The Atkinson–Stiglitz theorem is a theorem of public economics which states that "where the utility function is separable between labor and all commodities, no indirect taxes need be employed." Non-linear income taxation can be used by the government and was developed in a seminal article by Joseph Stiglitz and Anthony Atkinson in 1976.^[1] The Atkinson–Stiglitz theorem is generally considered to be one of the most important theoretical results in public economics and spawned a broad literature which delimited the conditions under which the theorem holds, e.g. Saez (2002) which showed that the Atkinson–Stiglitz theorem does not hold if households have heterogeneous rather than homogeneous preferences.^[2][3] In practice the Atkinson–Stiglitz theorem has often been invoked in the debate on optimal capital income taxation: Because capital income taxation can be interpreted as the taxation of future consumption in excess of the taxation of present consumption, the theorem implies that governments should abstain from capital income taxation if non-linear income taxation is an option since capital income taxation would not improve equity by comparison to the non-linear income tax, while additionally distorting savings.

Optimal taxation

For an individual whose wage is [math]\displaystyle{ w }[/math], the budget constraint is given by

[math]\displaystyle{ \sum_{j} q_{j} x_{j} = \sum_{j} (x_{j} + t_{j} (x_{j} ) ) = wL - T(wL) \; , }[/math]
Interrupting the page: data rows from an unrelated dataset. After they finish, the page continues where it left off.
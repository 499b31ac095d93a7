// This Source Code Form is subject to the terms of the Mozilla Public
// License, v. 2.0. If a copy of the MPL was not distributed with this
// file, You can obtain one at http://mozilla.org/MPL/2.0/.

//! An IFS equation is a short list of parts, each an affine map with a
//! probability and a color, plus the view it looks best in.  It may
//! also carry a nonlinear variation, applied after every affine step,
//! and a final transform, applied once to every point after the whole
//! run.
//!
//! Equations are values.  Every edit returns a new equation and leaves
//! the old one alone, so a renderer holding an equation never sees it
//! change underneath it.

use std::str::FromStr;

use rand::distributions::{Distribution, Uniform};
use rand::Rng;

use crate::colors::{random_color, Color};
use crate::error::IfsError;
use crate::planes::{Point, View};

/// How far the probabilities may drift from summing to exactly one.
pub const PROBABILITY_TOLERANCE: f64 = 1e-6;

/// The six coefficients of `(x, y) -> (a*x + b*y + e, c*x + d*y + f)`.
#[derive(Copy, Clone, Debug, PartialEq)]
pub struct Coefficients {
    /// x contribution to x.
    pub a: f64,
    /// y contribution to x.
    pub b: f64,
    /// x contribution to y.
    pub c: f64,
    /// y contribution to y.
    pub d: f64,
    /// x translation.
    pub e: f64,
    /// y translation.
    pub f: f64,
}

/// Names one of the six coefficients, for edits.
#[derive(Copy, Clone, Debug, PartialEq, Eq)]
pub enum Coefficient {
    /// `a`
    A,
    /// `b`
    B,
    /// `c`
    C,
    /// `d`
    D,
    /// `e`
    E,
    /// `f`
    F,
}

impl Coefficients {
    /// Constructor, in `a` through `f` order.
    pub fn new(a: f64, b: f64, c: f64, d: f64, e: f64, f: f64) -> Coefficients {
        Coefficients { a, b, c, d, e, f }
    }

    /// The identity map.
    pub fn identity() -> Coefficients {
        Coefficients::new(1.0, 0.0, 0.0, 1.0, 0.0, 0.0)
    }

    /// Applies the affine map.
    #[inline]
    pub fn apply(&self, p: &Point) -> Point {
        Point {
            x: self.a * p.x + self.b * p.y + self.e,
            y: self.c * p.x + self.d * p.y + self.f,
        }
    }

    /// A copy with one coefficient replaced.
    pub fn with(&self, which: Coefficient, value: f64) -> Coefficients {
        let mut next = *self;
        match which {
            Coefficient::A => next.a = value,
            Coefficient::B => next.b = value,
            Coefficient::C => next.c = value,
            Coefficient::D => next.d = value,
            Coefficient::E => next.e = value,
            Coefficient::F => next.f = value,
        }
        next
    }

    /// Six coefficients drawn uniformly from [-1, 1).
    pub fn random<R: Rng + ?Sized>(rng: &mut R) -> Coefficients {
        let u = Uniform::new(-1.0_f64, 1.0);
        Coefficients::new(
            u.sample(rng),
            u.sample(rng),
            u.sample(rng),
            u.sample(rng),
            u.sample(rng),
            u.sample(rng),
        )
    }
}

/// A nonlinear warp of the plane.  The formulas are the classic
/// fractal flame variations.
#[derive(Copy, Clone, Debug, PartialEq, Eq)]
pub enum Variation {
    /// `(sin x, sin y)`
    Sinusoidal,
    /// `(x, y) / r^2`
    Spherical,
    /// Rotation by `r^2`.
    Swirl,
    /// `((x - y)(x + y), 2xy) / r`
    Horseshoe,
    /// `(theta / pi, r - 1)`
    Polar,
}

impl Variation {
    /// Every variation, in a stable order.
    pub const ALL: [Variation; 5] = [
        Variation::Sinusoidal,
        Variation::Spherical,
        Variation::Swirl,
        Variation::Horseshoe,
        Variation::Polar,
    ];

    /// The lower-case name used on the command line.
    pub fn name(self) -> &'static str {
        match self {
            Variation::Sinusoidal => "sinusoidal",
            Variation::Spherical => "spherical",
            Variation::Swirl => "swirl",
            Variation::Horseshoe => "horseshoe",
            Variation::Polar => "polar",
        }
    }

    /// Warps a single point.  Spherical and horseshoe blow up at the
    /// origin; the resulting non-finite points never reach a canvas.
    pub fn apply(self, p: &Point) -> Point {
        let r2 = p.x * p.x + p.y * p.y;
        match self {
            Variation::Sinusoidal => Point::new(p.x.sin(), p.y.sin()),
            Variation::Spherical => Point::new(p.x / r2, p.y / r2),
            Variation::Swirl => {
                let (s, c) = r2.sin_cos();
                Point::new(p.x * s - p.y * c, p.x * c + p.y * s)
            }
            Variation::Horseshoe => {
                let r = r2.sqrt();
                Point::new((p.x - p.y) * (p.x + p.y) / r, 2.0 * p.x * p.y / r)
            }
            Variation::Polar => Point::new(p.x.atan2(p.y) / std::f64::consts::PI, r2.sqrt() - 1.0),
        }
    }
}

impl FromStr for Variation {
    type Err = IfsError;

    fn from_str(s: &str) -> Result<Variation, IfsError> {
        Variation::ALL
            .iter()
            .cloned()
            .find(|v| v.name() == s)
            .ok_or_else(|| IfsError::UnknownName(s.to_string()))
    }
}

/// A fixed warp applied once to every finished point.
#[derive(Copy, Clone, Debug, PartialEq)]
pub enum FinalTransform {
    /// One more affine map.
    Affine(Coefficients),
    /// One of the nonlinear warps.
    Variation(Variation),
}

impl FinalTransform {
    /// Warps a single point.
    pub fn apply(&self, p: &Point) -> Point {
        match self {
            FinalTransform::Affine(coefficients) => coefficients.apply(p),
            FinalTransform::Variation(variation) => variation.apply(p),
        }
    }
}

/// One of the maps that make up an equation.
#[derive(Copy, Clone, Debug, PartialEq)]
pub struct Part {
    /// The affine map.
    pub coefficients: Coefficients,
    /// How often this part is chosen, in [0, 1].
    pub probability: f64,
    /// The color of the points this part produces.
    pub color: Color,
}

impl Part {
    /// Constructor.
    pub fn new(coefficients: Coefficients, probability: f64, color: Color) -> Part {
        Part {
            coefficients,
            probability,
            color,
        }
    }
}

/// A complete IFS definition.
#[derive(Clone, Debug, PartialEq)]
pub struct Equation {
    parts: Vec<Part>,
    default_view: View,
    variation: Option<Variation>,
    final_transform: Option<FinalTransform>,
}

impl Equation {
    /// An equation with no variation and no final transform.  Nothing is
    /// checked here; an equation only has to be valid by the time it is
    /// iterated.  See `validate`.
    pub fn new(parts: Vec<Part>, default_view: View) -> Equation {
        Equation {
            parts,
            default_view,
            variation: None,
            final_transform: None,
        }
    }

    /// The parts, in order.
    pub fn parts(&self) -> &[Part] {
        &self.parts
    }

    /// The view the equation was designed for.
    pub fn default_view(&self) -> View {
        self.default_view
    }

    /// The warp applied after every affine step, if any.
    pub fn variation(&self) -> Option<Variation> {
        self.variation
    }

    /// The warp applied once to the finished point set, if any.
    pub fn final_transform(&self) -> Option<FinalTransform> {
        self.final_transform
    }

    /// Each part's probability, in order.
    pub fn probabilities(&self) -> Vec<f64> {
        self.parts.iter().map(|p| p.probability).collect()
    }

    /// Checks that the equation can be iterated: it has at least one
    /// part, every probability is in [0, 1], and they sum to one.
    pub fn validate(&self) -> Result<(), IfsError> {
        if self.parts.is_empty() {
            return Err(IfsError::EmptyEquation);
        }
        for (index, part) in self.parts.iter().enumerate() {
            // Written this way round so that NaN is rejected too.
            if !(part.probability >= 0.0 && part.probability <= 1.0) {
                return Err(IfsError::InvalidProbability {
                    index,
                    probability: part.probability,
                });
            }
        }
        let sum: f64 = self.parts.iter().map(|p| p.probability).sum();
        if (sum - 1.0).abs() > PROBABILITY_TOLERANCE {
            return Err(IfsError::ProbabilitySum(sum));
        }
        Ok(())
    }

    fn check_index(&self, index: usize) -> Result<(), IfsError> {
        if index < self.parts.len() {
            Ok(())
        } else {
            Err(IfsError::PartIndex {
                index,
                len: self.parts.len(),
            })
        }
    }

    fn with_parts(&self, parts: Vec<Part>) -> Equation {
        Equation {
            parts,
            ..self.clone()
        }
    }

    /// A copy with `part` appended.
    pub fn with_part(&self, part: Part) -> Equation {
        let mut parts = self.parts.clone();
        parts.push(part);
        self.with_parts(parts)
    }

    /// A copy without the part at `index`.
    pub fn without_part(&self, index: usize) -> Result<Equation, IfsError> {
        self.check_index(index)?;
        let mut parts = self.parts.clone();
        parts.remove(index);
        Ok(self.with_parts(parts))
    }

    /// A copy with one coefficient of one part replaced.
    pub fn with_coefficient(
        &self,
        index: usize,
        which: Coefficient,
        value: f64,
    ) -> Result<Equation, IfsError> {
        self.check_index(index)?;
        let mut parts = self.parts.clone();
        parts[index].coefficients = parts[index].coefficients.with(which, value);
        Ok(self.with_parts(parts))
    }

    /// A copy with every part's probability replaced, in order.
    pub fn with_probabilities(&self, probabilities: &[f64]) -> Result<Equation, IfsError> {
        if probabilities.len() != self.parts.len() {
            return Err(IfsError::ProbabilityCount {
                expected: self.parts.len(),
                got: probabilities.len(),
            });
        }
        let parts = self
            .parts
            .iter()
            .zip(probabilities)
            .map(|(part, &probability)| Part {
                probability,
                ..*part
            })
            .collect();
        Ok(self.with_parts(parts))
    }

    /// A copy with one part recolored.
    pub fn with_color(&self, index: usize, color: Color) -> Result<Equation, IfsError> {
        self.check_index(index)?;
        let mut parts = self.parts.clone();
        parts[index].color = color;
        Ok(self.with_parts(parts))
    }

    /// A copy with a different default view.
    pub fn with_default_view(&self, default_view: View) -> Equation {
        Equation {
            default_view,
            ..self.clone()
        }
    }

    /// A copy with the per-step variation set or cleared.
    pub fn with_variation(&self, variation: Option<Variation>) -> Equation {
        Equation {
            variation,
            ..self.clone()
        }
    }

    /// A copy with the final transform set or cleared.
    pub fn with_final_transform(&self, final_transform: Option<FinalTransform>) -> Equation {
        Equation {
            final_transform,
            ..self.clone()
        }
    }
}

/// Two random parts, equally likely, with random colors, shown in the
/// unit square around the origin.
pub fn random_equation<R: Rng + ?Sized>(rng: &mut R) -> Equation {
    let mut part = || Part::new(Coefficients::random(rng), 0.5, random_color(rng));
    let parts = vec![part(), part()];
    Equation::new(parts, View::new(-1.0, 1.0, -1.0, 1.0))
}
where [math]\displaystyle{ q_{i} }[/math] and [math]\displaystyle{ x_{i} }[/math] are the price and the purchase of the i-th commodity, respectively.

To maximise the utility function, the first order condition is:

[math]\displaystyle{ U_{j} = \frac{ (1 + t'_{j} ) (- U_{L} ) }{w (1 - T')} \; (j=1,2, ... , N). }[/math]

The government maximises the social welfare function, and so

[math]\displaystyle{ \int^{\infty }_{0 } \left[ wL - \sum_{j } x_{j} - \overline{R} \right] d F = 0 \; . }[/math]

Then we use a density function [math]\displaystyle{ f }[/math] to express the Hamiltonian:

[math]\displaystyle{ H = \left[ G(U) - \lambda \left\lbrace wL - \sum_{j } x_{j} - \overline{R} \right\rbrace \right]f - \mu \theta U_{L} \; . }[/math]

Taking its variation with regard to [math]\displaystyle{ x_{j} }[/math], we use the condition for its maximum.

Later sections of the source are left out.